Прежде всего, сами эти ограничения и запреты, с которыми сталкивались приверженцы новомодной музыки, были классическим образцом того, что называется «плевать против ветра»: первоначально за ними не было ничего, помимо когнитивной и аффективной дистанции между поколениями, которая существует всегда, но становится особенно заметной в ретроспективе массовой социальной травмы, связанной с крупномасштабными социальными реформами, военными действиями или эпидемиями и катастрофами, в том числе экономическими кризисами, это их неизбежный побочный эффект. В данном случае все эти обстоятельства были налицо, но если одна сторона конфликта рассматривала дистанцию между поколениями как опасную идеологическую или даже политическую девиацию, объясняя ее посредством классической теории заговора», там у них с такой же беззаветной готовностью, что и тут у нас, только что в разных политических контекстах[27], то другая воспринимала эту дистанцию как нечто само собой разумеющееся, своего рода явление природы, в лучшем случае – результат глобального массового процесса, а не произвольного личного выбора, который можно вменить как предмет нравственной или правовой оценки. Коротко говоря, первоначальный конфликт между идеологическими ортодоксами и приверженцами новомодной музыки был чистой воды qui pro quo, недоразумением, за которым не было ничего, кроме нарциссического самодовольства одних и наивного максимализма других[28], однако по мере его обрастания запретами, стигматизирующими ярлыками и сценариями репрессий позиция властей стала рассматриваться как чистый произвол или даже вздорный каприз, а это и есть важнейшая исходная предпосылка обращения к «теневым» практикам.

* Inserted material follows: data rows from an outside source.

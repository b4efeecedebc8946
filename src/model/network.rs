//! Layer parameters of the acoustic network.
//!
//! Only parameter shapes and trainability live here; the forward pass and the
//! optimizer belong to the [`Backend`](super::Backend).

use ndarray::{Array1, Array2};
use rand::Rng;
use serde::{Deserialize, Serialize};

use crate::config::{Alphabet, OutputSymbol};
use crate::error::ConfigError;

/// Spectrogram bins per time step the default architecture consumes.
pub const MEL_FREQUENCY_COUNT: usize = 128;

/// Layer widths of a network, independent of its output alphabet.
#[derive(Debug, Clone, PartialEq, Eq, Serialize, Deserialize)]
pub struct Architecture {
    pub input_size_per_time_step: usize,
    pub hidden_layer_widths: Vec<usize>,
    /// Output columns after the alphabet characters (1 for the CTC blank).
    pub reserved_symbols: usize,
}

impl Architecture {
    /// Wav2Letter layout: eight 250-wide layers, two 2000-wide layers, output layer.
    pub fn wav2letter(mel_frequency_count: usize) -> Self {
        let mut hidden_layer_widths = vec![250; 8];
        hidden_layer_widths.extend([2000, 2000]);
        Self { input_size_per_time_step: mel_frequency_count, hidden_layer_widths, reserved_symbols: 1 }
    }

    /// Total number of layers including the output layer.
    pub fn layer_count(&self) -> usize {
        self.hidden_layer_widths.len() + 1
    }

    pub fn output_width(&self, alphabet: &Alphabet) -> usize {
        alphabet.len() + self.reserved_symbols
    }

    /// `(inputs, outputs)` of every layer for the given alphabet.
    pub fn layer_shapes(&self, alphabet: &Alphabet) -> Vec<(usize, usize)> {
        let mut inputs = self.input_size_per_time_step;
        let mut shapes = Vec::with_capacity(self.layer_count());
        for &width in &self.hidden_layer_widths {
            shapes.push((inputs, width));
            inputs = width;
        }
        shapes.push((inputs, self.output_width(alphabet)));
        shapes
    }
}

impl Default for Architecture {
    fn default() -> Self {
        Self::wav2letter(MEL_FREQUENCY_COUNT)
    }
}

/// Weights `(inputs, outputs)` and biases `(outputs)` of one layer.
#[derive(Debug, Clone, PartialEq)]
pub struct Layer {
    pub name: String,
    pub weights: Array2<f32>,
    pub biases: Array1<f32>,
    /// Whether the optimizer may update this layer.
    pub trainable: bool,
}

impl Layer {
    /// Glorot-uniform weights, zero biases.
    fn initialize(name: String, (inputs, outputs): (usize, usize), rng: &mut impl Rng) -> Self {
        let limit = (6.0 / (inputs + outputs).max(1) as f32).sqrt();
        let weights = Array2::from_shape_simple_fn((inputs, outputs), || rng.gen_range(-limit..limit));
        Self { name, weights, biases: Array1::zeros(outputs), trainable: true }
    }

    pub fn shape(&self) -> (usize, usize) {
        self.weights.dim()
    }
}

/// Parameters of a network whose output layer predicts over an alphabet.
#[derive(Debug, Clone, PartialEq)]
pub struct Network {
    architecture: Architecture,
    alphabet: Alphabet,
    layers: Vec<Layer>,
}

impl Network {
    /// Fresh network sized for `alphabet`, every layer trainable.
    pub fn initialize(architecture: Architecture, alphabet: Alphabet, rng: &mut impl Rng) -> Self {
        let shapes = architecture.layer_shapes(&alphabet);
        let last = shapes.len() - 1;
        let layers = shapes
            .into_iter()
            .enumerate()
            .map(|(i, shape)| {
                let name = if i == last { "output".to_string() } else { format!("layer-{}", i) };
                Layer::initialize(name, shape, rng)
            })
            .collect();
        Self { architecture, alphabet, layers }
    }

    pub fn architecture(&self) -> &Architecture {
        &self.architecture
    }

    pub fn alphabet(&self) -> &Alphabet {
        &self.alphabet
    }

    pub fn layers(&self) -> &[Layer] {
        &self.layers
    }

    pub fn layers_mut(&mut self) -> &mut [Layer] {
        &mut self.layers
    }

    pub fn layer_count(&self) -> usize {
        self.layers.len()
    }

    pub fn output_layer(&self) -> &Layer {
        &self.layers[self.layers.len() - 1]
    }

    pub(crate) fn output_layer_mut(&mut self) -> &mut Layer {
        let last = self.layers.len() - 1;
        &mut self.layers[last]
    }

    /// Columns of the output layer: alphabet characters, then reserved symbols.
    pub fn output_symbols(&self) -> Vec<OutputSymbol> {
        self.alphabet.output_symbols(self.architecture.reserved_symbols)
    }

    pub fn output_width(&self) -> usize {
        self.output_layer().shape().1
    }

    /// Mark the first `count` layers non-trainable and all others trainable.
    ///
    /// # Errors
    /// Returns [`ConfigError::FrozenLayerCount`] if `count` exceeds the layer count;
    /// the network is left unchanged.
    pub fn freeze_leading(&mut self, count: usize) -> Result<(), ConfigError> {
        if count > self.layers.len() {
            return Err(ConfigError::FrozenLayerCount { requested: count, total: self.layers.len() });
        }
        for (i, layer) in self.layers.iter_mut().enumerate() {
            layer.trainable = i >= count;
        }
        Ok(())
    }

    /// Number of non-trainable layers.
    pub fn frozen_layer_count(&self) -> usize {
        self.layers.iter().filter(|layer| !layer.trainable).count()
    }
}
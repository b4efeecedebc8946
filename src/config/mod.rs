//! Experiment configuration: alphabets, data directory layout and named configurations.

mod alphabet;
mod configuration;
mod paths;

pub use alphabet::{Alphabet, ENGLISH_FREQUENT_CHARACTERS, GERMAN_FREQUENT_CHARACTERS, OutputSymbol};
pub use configuration::{BestModelReport, CORPUS_FILE_NAME, Configuration, CorpusLoader, SUMMARY_FILE_NAME, load_cached_corpus};
pub use paths::{DataPaths, default_base_dir};

pub(crate) use configuration::validate_name;
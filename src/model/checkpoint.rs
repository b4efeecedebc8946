//! Saved network weights and references to them.
//!
//! Checkpoints live in a run's net directory as `weights-epoch-<n>.json`. A saved
//! checkpoint is never modified; training always writes into a new run directory.

use std::path::{Path, PathBuf};

use ndarray::{Array1, Array2};
use serde::{Deserialize, Serialize};
use tracing::{debug, info};

use super::network::Network;
use crate::config::{Alphabet, DataPaths};
use crate::error::{ConfigError, ResourceError};
use crate::storage::write_atomically;

/// Run directory of the best English model.
pub const BEST_ENGLISH_RUN: &str = "20170316-180957-adam-small-learning-rate-complete-95";

/// Epoch of the best English model.
pub const BEST_ENGLISH_EPOCH: usize = 1192;

/// File name of the weights saved after `epoch`.
pub fn weights_file_name(epoch: usize) -> String {
    format!("weights-epoch-{}.json", epoch)
}

/// Identifies one pretrained model: where it is, which epoch, and what it predicts.
#[derive(Debug, Clone, PartialEq, Eq, Serialize, Deserialize)]
pub struct CheckpointReference {
    pub directory: PathBuf,
    pub epoch: usize,
    /// Alphabet the checkpoint's output layer was trained on.
    pub alphabet: Alphabet,
    /// Name of the configuration the checkpoint was trained with.
    pub configuration_name: String,
}

impl CheckpointReference {
    pub fn new(directory: impl Into<PathBuf>, epoch: usize, alphabet: Alphabet, configuration_name: impl Into<String>) -> Self {
        Self { directory: directory.into(), epoch, alphabet, configuration_name: configuration_name.into() }
    }

    /// The best English model under `paths`.
    pub fn best_english(paths: &DataPaths) -> Self {
        Self::new(paths.nets().join(BEST_ENGLISH_RUN), BEST_ENGLISH_EPOCH, Alphabet::english(), "English")
    }

    pub fn weights_path(&self) -> PathBuf {
        self.directory.join(weights_file_name(self.epoch))
    }
}

/// Parameters of one layer as stored on disk.
#[derive(Debug, Clone, PartialEq, Serialize, Deserialize)]
pub struct StoredLayer {
    pub name: String,
    pub weights: Array2<f32>,
    pub biases: Array1<f32>,
}

/// Layer parameters after a given epoch.
#[derive(Debug, Clone, PartialEq, Serialize, Deserialize)]
pub struct Checkpoint {
    pub epoch: usize,
    pub layers: Vec<StoredLayer>,
}

impl Checkpoint {
    /// Snapshot of `network`'s parameters.
    pub fn of(network: &Network, epoch: usize) -> Self {
        let layers = network
            .layers()
            .iter()
            .map(|layer| StoredLayer { name: layer.name.clone(), weights: layer.weights.clone(), biases: layer.biases.clone() })
            .collect();
        Self { epoch, layers }
    }

    /// Write into `directory`, returning the file path.
    pub fn save(&self, directory: &Path) -> Result<PathBuf, ResourceError> {
        let path = directory.join(weights_file_name(self.epoch));
        let bytes = serde_json::to_vec(self).map_err(|e| ResourceError::unwritable(&path, std::io::Error::other(e)))?;
        write_atomically(&path, &bytes)?;
        info!("Saved checkpoint for epoch {} to {}", self.epoch, path.display());
        Ok(path)
    }

    /// Read a checkpoint file.
    ///
    /// # Errors
    /// Returns [`ConfigError::CheckpointMissing`] if the file does not exist and
    /// [`ConfigError::CheckpointUnreadable`] if it cannot be read or decoded.
    pub fn load(path: &Path) -> Result<Self, ConfigError> {
        let bytes = std::fs::read(path).map_err(|e| {
            if e.kind() == std::io::ErrorKind::NotFound {
                ConfigError::CheckpointMissing(path.to_path_buf())
            } else {
                ConfigError::CheckpointUnreadable { path: path.to_path_buf(), reason: e.to_string() }
            }
        })?;

        let checkpoint: Checkpoint = serde_json::from_slice(&bytes)
            .map_err(|e| ConfigError::CheckpointUnreadable { path: path.to_path_buf(), reason: e.to_string() })?;

        debug!("Loaded checkpoint {} ({} layers)", path.display(), checkpoint.layers.len());
        Ok(checkpoint)
    }
}
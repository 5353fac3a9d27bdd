//! Catalog search command.

use std::path::{Path, PathBuf};

use anyhow::Context;
use comfy_table::presets::UTF8_FULL;
use comfy_table::{Cell, ContentArrangement, Table};
use console::style;

use lodestone_infra::config::load_config;
use lodestone_infra::embedder::FastembedEncoder;
use lodestone_infra::retriever::ProductRetriever;
use lodestone_types::error::RetrieveError;

/// Embed the query, search the index, and render the ranked results.
pub async fn run_search(
    query: &str,
    k: Option<usize>,
    index: Option<PathBuf>,
    json: bool,
) -> anyhow::Result<()> {
    let config = load_config(Path::new(".")).await;
    let base = index.unwrap_or_else(|| config.index_base());
    let k = k.unwrap_or(config.default_k);

    let encoder = FastembedEncoder::new().context("failed to initialize embedding model")?;
    let retriever = ProductRetriever::new(encoder, base);

    let results = match retriever.search(query, k).await {
        Ok(results) => results,
        Err(RetrieveError::IndexNotBuilt) => {
            anyhow::bail!("index not built; run `lode ingest <csv>` first")
        }
        Err(err) => return Err(err.into()),
    };

    if json {
        println!("{}", serde_json::to_string_pretty(&results)?);
        return Ok(());
    }

    if results.is_empty() {
        println!("{} no results", style("--").yellow());
        return Ok(());
    }

    let mut table = Table::new();
    table
        .load_preset(UTF8_FULL)
        .set_content_arrangement(ContentArrangement::Dynamic)
        .set_header(vec!["score", "id", "title", "brand", "price"]);

    for item in &results {
        table.add_row(vec![
            Cell::new(format!("{:.3}", item.score)),
            Cell::new(&item.product.uniq_id),
            Cell::new(&item.product.title),
            Cell::new(item.product.brand.clone().unwrap_or_default()),
            Cell::new(
                item.product
                    .price
                    .map(|p| format!("{p:.2}"))
                    .unwrap_or_default(),
            ),
        ]);
    }

    println!("{table}");
    Ok(())
}
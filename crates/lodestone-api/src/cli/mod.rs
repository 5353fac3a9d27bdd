//! CLI command definitions and dispatch for the `lode` binary.
//!
//! Uses clap derive macros for argument parsing. Index locations default
//! to the configured data directory; `--out`/`--index` override per call.

pub mod catalog;
pub mod search;

use std::path::{Path, PathBuf};

use clap::{Parser, Subcommand};

/// Semantic product search over a catalog index.
#[derive(Parser)]
#[command(name = "lode", version, about, long_about = None)]
#[command(propagate_version = true)]
pub struct Cli {
    /// Output machine-readable JSON instead of styled text.
    #[arg(long, global = true)]
    pub json: bool,

    /// Suppress all output except errors.
    #[arg(long, global = true)]
    pub quiet: bool,

    /// Detailed output (-v for verbose, -vv for debug/trace).
    #[arg(short, long, action = clap::ArgAction::Count, global = true)]
    pub verbose: u8,

    #[command(subcommand)]
    pub command: Commands,
}

#[derive(Subcommand)]
pub enum Commands {
    /// Build the catalog index from a CSV export.
    Ingest {
        /// Path to the catalog CSV.
        csv: PathBuf,

        /// Base path for the index artifacts.
        #[arg(long)]
        out: Option<PathBuf>,
    },

    /// Search the catalog for products similar to a free-text query.
    Search {
        /// Free-text query.
        query: String,

        /// Number of results to return.
        #[arg(short, long)]
        k: Option<usize>,

        /// Base path of the index artifacts.
        #[arg(long)]
        index: Option<PathBuf>,
    },

    /// Show the persisted index status.
    Info {
        /// Base path of the index artifacts.
        #[arg(long)]
        index: Option<PathBuf>,
    },
}

/// Resolve the index base path: explicit flag first, configured default
/// otherwise.
pub(crate) async fn resolve_base(explicit: Option<PathBuf>) -> PathBuf {
    match explicit {
        Some(base) => base,
        None => lodestone_infra::config::load_config(Path::new("."))
            .await
            .index_base(),
    }
}
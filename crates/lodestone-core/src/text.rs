//! Composite embedding text for catalog records.
//!
//! Builds the single string the embedder sees for each product. Field
//! order is fixed so the same record always embeds to the same vector.

use lodestone_types::product::Metadata;

use crate::coerce::{opt_string, string_list};

/// Fields that contribute to the embedding text, in order.
const TEXT_FIELDS: [&str; 6] = [
    "title",
    "description",
    "categories",
    "brand",
    "material",
    "color",
];

/// Build the composite text for one catalog record.
///
/// Concatenates title, description, categories (joined by spaces), brand,
/// material, and color -- only the fields that are present and non-empty
/// after normalization. Non-empty parts are joined with `" | "`; absent
/// fields are skipped entirely, so the separator never doubles.
pub fn product_text(record: &Metadata) -> String {
    let parts: Vec<String> = TEXT_FIELDS
        .iter()
        .filter_map(|field| {
            let value = record.get(*field)?;
            if *field == "categories" {
                let joined = string_list(value).join(" ");
                (!joined.is_empty()).then_some(joined)
            } else {
                opt_string(value)
            }
        })
        .collect();

    parts.join(" | ")
}

#[cfg(test)]
mod tests {
    use super::*;
    use serde_json::{json, Value};

    fn record(pairs: &[(&str, Value)]) -> Metadata {
        pairs
            .iter()
            .map(|(k, v)| (k.to_string(), v.clone()))
            .collect()
    }

    #[test]
    fn test_full_record_joins_in_fixed_order() {
        let rec = record(&[
            ("title", json!("Walnut desk")),
            ("description", json!("Mid-century writing desk")),
            ("categories", json!(["Furniture", "Office"])),
            ("brand", json!("Herman Miller")),
            ("material", json!("walnut")),
            ("color", json!("brown")),
        ]);
        assert_eq!(
            product_text(&rec),
            "Walnut desk | Mid-century writing desk | Furniture Office | Herman Miller | walnut | brown"
        );
    }

    #[test]
    fn test_absent_fields_are_skipped_without_doubling() {
        let rec = record(&[
            ("title", json!("Walnut desk")),
            ("description", json!("nan")),
            ("categories", json!([])),
            ("brand", json!("Herman Miller")),
        ]);
        assert_eq!(product_text(&rec), "Walnut desk | Herman Miller");
    }

    #[test]
    fn test_null_tokens_collapse_inside_categories() {
        let rec = record(&[
            ("title", json!("Lamp")),
            ("categories", json!(["none", "Lighting", ""])),
        ]);
        assert_eq!(product_text(&rec), "Lamp | Lighting");
    }

    #[test]
    fn test_empty_record_yields_empty_text() {
        assert_eq!(product_text(&Metadata::new()), "");
    }

    #[test]
    fn test_non_array_categories_are_ignored() {
        let rec = record(&[
            ("title", json!("Lamp")),
            ("categories", json!("Lighting, Decor")),
        ]);
        // Categories that were never normalized into a list contribute nothing.
        assert_eq!(product_text(&rec), "Lamp");
    }

    #[test]
    fn test_unknown_fields_do_not_contribute() {
        let rec = record(&[
            ("title", json!("Lamp")),
            ("sku", json!("L-204")),
            ("price", json!(39.5)),
        ]);
        assert_eq!(product_text(&rec), "Lamp");
    }
}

Речь в данном случае идет о практиках, которые de jure являются нарушением сложившегося обычая, легитимного распоряжения властей или даже писаного закона, однако de facto наделены особым правовым статусом, не предполагающим уголовного преследования, или даже как бы остаются вне поля зрения правоохранительных органов – при соблюдении известных условий, разумеется. В социологии такого рода условия определяют как «делинквентный дрейф», обозначая этим понятием стратегии и диспозитивы повседневного действия, нейтрализующие как чисто технические возможности социального контроля, надзора прежде всего, так и его субъективные предпосылки, в первую очередь – развитие аффектов вины или стыда; и тут у нас, и там у них такого рода стратегии и диспозитивы стали заметным социальным явлением именно в 60-е годы[29], то есть непосредственно в контексте перемен, о которых речь в данной статье, и даже в самой тесной связи с ними. Более того, в реальном социальном контексте «коммунистического строительства», сложившемся к началу 60-х годов, обращение к «теневым» практикам и их уклончивому дискурсу оказалось вполне жизнеспособным компромиссом между «форматом», который диктовала идеология, и «контентом», которого требовала повседневная жизнь; именно поэтому субкультура, в просторечии именуемая underground, надолго стала необходимой исходной предпосылкой инноваций в образе жизни, экономике или даже политике, это объясняет многое из того, что мы наблюдаем сегодня[30]. Такого рода процессы, с одной стороны, обусловили формирование весьма специфических представлений о желаемом будущем, будь то потребление или творчество, как о легализации de jure рискованной и достаточно ограниченной, но вполне реальной свободы, которой участники движения обладали de facto[31], а с другой – очень сильно ограничили их притязания на статус и, так сказать, миссию в культуре.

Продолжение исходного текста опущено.